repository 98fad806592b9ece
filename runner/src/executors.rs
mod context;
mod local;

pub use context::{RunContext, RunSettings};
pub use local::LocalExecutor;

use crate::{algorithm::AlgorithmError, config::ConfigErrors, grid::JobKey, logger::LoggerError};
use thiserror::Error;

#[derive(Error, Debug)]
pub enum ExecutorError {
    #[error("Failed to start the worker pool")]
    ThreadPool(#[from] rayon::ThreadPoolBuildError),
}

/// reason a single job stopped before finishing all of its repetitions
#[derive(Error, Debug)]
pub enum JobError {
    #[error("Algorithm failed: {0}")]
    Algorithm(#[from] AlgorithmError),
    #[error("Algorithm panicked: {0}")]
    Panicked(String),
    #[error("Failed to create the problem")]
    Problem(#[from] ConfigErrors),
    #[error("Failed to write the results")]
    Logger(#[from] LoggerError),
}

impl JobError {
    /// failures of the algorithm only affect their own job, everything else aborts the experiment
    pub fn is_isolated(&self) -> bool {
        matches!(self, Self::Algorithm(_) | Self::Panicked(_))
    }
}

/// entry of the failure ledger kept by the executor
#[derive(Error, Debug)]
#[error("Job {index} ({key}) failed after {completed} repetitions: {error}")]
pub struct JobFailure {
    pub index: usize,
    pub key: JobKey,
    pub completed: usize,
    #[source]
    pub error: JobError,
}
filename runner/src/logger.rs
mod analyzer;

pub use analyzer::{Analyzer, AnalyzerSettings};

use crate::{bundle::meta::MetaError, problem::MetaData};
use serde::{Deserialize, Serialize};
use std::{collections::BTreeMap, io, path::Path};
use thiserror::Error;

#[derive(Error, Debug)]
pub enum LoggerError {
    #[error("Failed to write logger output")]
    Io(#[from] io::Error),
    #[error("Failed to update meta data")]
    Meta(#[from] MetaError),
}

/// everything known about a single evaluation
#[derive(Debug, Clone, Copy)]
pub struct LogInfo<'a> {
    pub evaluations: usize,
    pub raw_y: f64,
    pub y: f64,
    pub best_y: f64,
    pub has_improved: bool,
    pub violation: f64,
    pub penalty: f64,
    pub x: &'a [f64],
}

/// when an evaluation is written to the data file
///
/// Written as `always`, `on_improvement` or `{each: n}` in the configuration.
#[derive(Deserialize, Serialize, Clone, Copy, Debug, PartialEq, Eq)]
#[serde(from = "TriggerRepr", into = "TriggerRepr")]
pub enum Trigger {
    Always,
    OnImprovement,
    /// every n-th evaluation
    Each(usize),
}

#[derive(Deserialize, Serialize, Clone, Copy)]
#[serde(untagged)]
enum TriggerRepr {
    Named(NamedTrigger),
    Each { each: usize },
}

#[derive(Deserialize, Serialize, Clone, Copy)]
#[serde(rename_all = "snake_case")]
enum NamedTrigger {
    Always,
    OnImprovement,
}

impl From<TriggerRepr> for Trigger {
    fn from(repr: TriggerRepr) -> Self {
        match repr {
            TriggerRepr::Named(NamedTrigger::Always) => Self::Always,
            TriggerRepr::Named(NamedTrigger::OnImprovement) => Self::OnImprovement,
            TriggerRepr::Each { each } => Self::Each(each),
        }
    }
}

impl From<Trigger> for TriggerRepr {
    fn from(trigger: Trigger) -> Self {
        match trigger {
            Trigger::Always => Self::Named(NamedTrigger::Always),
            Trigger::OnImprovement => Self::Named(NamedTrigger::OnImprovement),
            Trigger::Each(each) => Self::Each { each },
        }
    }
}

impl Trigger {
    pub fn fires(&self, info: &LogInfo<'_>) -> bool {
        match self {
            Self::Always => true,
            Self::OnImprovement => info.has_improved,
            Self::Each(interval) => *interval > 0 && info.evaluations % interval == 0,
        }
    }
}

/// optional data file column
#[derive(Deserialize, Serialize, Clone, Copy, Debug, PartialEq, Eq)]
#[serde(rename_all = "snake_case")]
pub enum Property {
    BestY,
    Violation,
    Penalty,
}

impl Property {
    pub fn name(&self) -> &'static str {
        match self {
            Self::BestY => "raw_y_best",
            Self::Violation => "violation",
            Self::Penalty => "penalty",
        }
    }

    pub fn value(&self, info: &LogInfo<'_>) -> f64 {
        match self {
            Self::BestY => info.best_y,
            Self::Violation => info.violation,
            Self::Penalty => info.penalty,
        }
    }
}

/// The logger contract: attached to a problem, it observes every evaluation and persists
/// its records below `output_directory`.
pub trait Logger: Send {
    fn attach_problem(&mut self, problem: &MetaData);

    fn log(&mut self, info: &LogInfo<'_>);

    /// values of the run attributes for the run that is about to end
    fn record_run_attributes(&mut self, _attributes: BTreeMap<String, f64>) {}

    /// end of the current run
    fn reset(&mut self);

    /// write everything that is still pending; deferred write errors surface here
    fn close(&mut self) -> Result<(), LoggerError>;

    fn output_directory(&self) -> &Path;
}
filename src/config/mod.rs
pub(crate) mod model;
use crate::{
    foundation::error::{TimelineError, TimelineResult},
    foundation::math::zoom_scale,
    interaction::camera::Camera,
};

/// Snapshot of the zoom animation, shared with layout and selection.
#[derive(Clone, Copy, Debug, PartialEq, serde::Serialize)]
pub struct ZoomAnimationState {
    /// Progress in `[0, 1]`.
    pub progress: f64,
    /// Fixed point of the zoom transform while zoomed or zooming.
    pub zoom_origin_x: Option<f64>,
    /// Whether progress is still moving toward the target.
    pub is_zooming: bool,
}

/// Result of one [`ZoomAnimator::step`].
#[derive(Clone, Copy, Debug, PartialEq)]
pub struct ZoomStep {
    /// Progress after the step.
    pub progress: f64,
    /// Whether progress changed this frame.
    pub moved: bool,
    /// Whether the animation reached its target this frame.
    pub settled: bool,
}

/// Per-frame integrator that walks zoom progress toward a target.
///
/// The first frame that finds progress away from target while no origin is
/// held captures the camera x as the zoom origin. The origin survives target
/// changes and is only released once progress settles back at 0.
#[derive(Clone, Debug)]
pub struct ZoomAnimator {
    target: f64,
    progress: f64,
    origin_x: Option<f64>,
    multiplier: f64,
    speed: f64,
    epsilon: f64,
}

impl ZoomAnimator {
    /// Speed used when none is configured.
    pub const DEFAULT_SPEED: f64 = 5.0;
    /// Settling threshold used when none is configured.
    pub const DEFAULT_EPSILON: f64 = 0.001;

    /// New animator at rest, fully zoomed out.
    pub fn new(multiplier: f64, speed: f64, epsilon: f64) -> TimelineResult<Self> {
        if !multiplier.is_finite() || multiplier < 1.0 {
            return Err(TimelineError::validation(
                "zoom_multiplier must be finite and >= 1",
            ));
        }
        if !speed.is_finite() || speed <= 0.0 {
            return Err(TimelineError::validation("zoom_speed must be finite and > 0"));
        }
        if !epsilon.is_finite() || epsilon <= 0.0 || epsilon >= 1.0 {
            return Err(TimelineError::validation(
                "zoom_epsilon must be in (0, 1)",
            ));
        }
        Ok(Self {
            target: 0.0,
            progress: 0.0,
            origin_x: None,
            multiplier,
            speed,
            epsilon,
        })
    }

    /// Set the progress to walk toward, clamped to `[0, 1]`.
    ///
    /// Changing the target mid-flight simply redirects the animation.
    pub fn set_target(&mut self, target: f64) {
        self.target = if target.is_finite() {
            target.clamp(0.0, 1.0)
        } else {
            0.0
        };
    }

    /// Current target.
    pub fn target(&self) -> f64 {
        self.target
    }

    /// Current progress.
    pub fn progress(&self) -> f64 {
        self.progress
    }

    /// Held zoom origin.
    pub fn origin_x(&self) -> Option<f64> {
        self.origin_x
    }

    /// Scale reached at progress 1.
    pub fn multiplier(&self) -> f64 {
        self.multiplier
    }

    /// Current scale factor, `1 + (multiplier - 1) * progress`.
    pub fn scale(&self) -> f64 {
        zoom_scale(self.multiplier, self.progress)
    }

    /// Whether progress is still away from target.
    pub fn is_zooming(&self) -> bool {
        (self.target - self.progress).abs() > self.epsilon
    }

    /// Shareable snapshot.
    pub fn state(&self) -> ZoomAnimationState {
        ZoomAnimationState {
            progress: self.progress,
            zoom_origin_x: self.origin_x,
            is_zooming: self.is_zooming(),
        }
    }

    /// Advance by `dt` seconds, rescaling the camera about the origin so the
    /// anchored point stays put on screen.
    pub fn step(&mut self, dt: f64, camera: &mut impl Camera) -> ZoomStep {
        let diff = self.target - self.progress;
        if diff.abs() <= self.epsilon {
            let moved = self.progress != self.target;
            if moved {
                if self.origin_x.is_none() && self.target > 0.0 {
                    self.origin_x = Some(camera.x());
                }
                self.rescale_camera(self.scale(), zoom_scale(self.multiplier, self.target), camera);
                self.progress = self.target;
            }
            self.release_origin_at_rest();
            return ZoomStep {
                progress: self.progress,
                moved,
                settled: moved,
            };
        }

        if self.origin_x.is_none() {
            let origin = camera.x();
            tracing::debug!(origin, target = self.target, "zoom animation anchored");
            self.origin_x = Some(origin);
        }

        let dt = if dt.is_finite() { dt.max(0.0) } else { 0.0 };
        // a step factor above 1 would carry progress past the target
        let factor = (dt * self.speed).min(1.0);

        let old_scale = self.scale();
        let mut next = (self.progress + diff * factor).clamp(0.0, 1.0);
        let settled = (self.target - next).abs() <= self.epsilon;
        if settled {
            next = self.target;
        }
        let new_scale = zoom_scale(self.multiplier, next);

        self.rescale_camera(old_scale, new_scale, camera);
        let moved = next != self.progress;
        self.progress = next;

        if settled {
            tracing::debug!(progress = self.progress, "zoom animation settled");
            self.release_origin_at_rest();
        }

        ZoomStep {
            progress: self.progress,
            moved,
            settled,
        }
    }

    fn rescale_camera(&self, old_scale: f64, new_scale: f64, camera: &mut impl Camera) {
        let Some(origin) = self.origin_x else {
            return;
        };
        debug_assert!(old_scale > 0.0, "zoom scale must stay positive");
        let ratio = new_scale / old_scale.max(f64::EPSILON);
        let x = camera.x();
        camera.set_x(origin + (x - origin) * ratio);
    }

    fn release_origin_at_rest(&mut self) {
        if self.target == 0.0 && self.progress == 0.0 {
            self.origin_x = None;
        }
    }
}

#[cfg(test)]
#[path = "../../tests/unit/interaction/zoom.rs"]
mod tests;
================
**YOUR OBJECTIVE:**
From the first line above through the line that contains "mod analyzer;", quote each line exactly. Output nothing more.

**TASK RESPONSE:**
repository 98fad806592b9ece
filename runner/src/executors.rs
mod context;
mod local;

pub use context::{RunContext, RunSettings};
pub use local::LocalExecutor;

use crate::{algorithm::AlgorithmError, config::ConfigErrors, grid::JobKey, logger::LoggerError};
use thiserror::Error;

#[derive(Error, Debug)]
pub enum ExecutorError {
    #[error("Failed to start the worker pool")]
    ThreadPool(#[from] rayon::ThreadPoolBuildError),
}

/// reason a single job stopped before finishing all of its repetitions
#[derive(Error, Debug)]
pub enum JobError {
    #[error("Algorithm failed: {0}")]
    Algorithm(#[from] AlgorithmError),
    #[error("Algorithm panicked: {0}")]
    Panicked(String),
    #[error("Failed to create the problem")]
    Problem(#[from] ConfigErrors),
    #[error("Failed to write the results")]
    Logger(#[from] LoggerError),
}

impl JobError {
    /// failures of the algorithm only affect their own job, everything else aborts the experiment
    pub fn is_isolated(&self) -> bool {
        matches!(self, Self::Algorithm(_) | Self::Panicked(_))
    }
}

/// entry of the failure ledger kept by the executor
#[derive(Error, Debug)]
#[error("Job {index} ({key}) failed after {completed} repetitions: {error}")]
pub struct JobFailure {
    pub index: usize,
    pub key: JobKey,
    pub completed: usize,
    #[source]
    pub error: JobError,
}
filename runner/src/logger.rs
mod analyzer;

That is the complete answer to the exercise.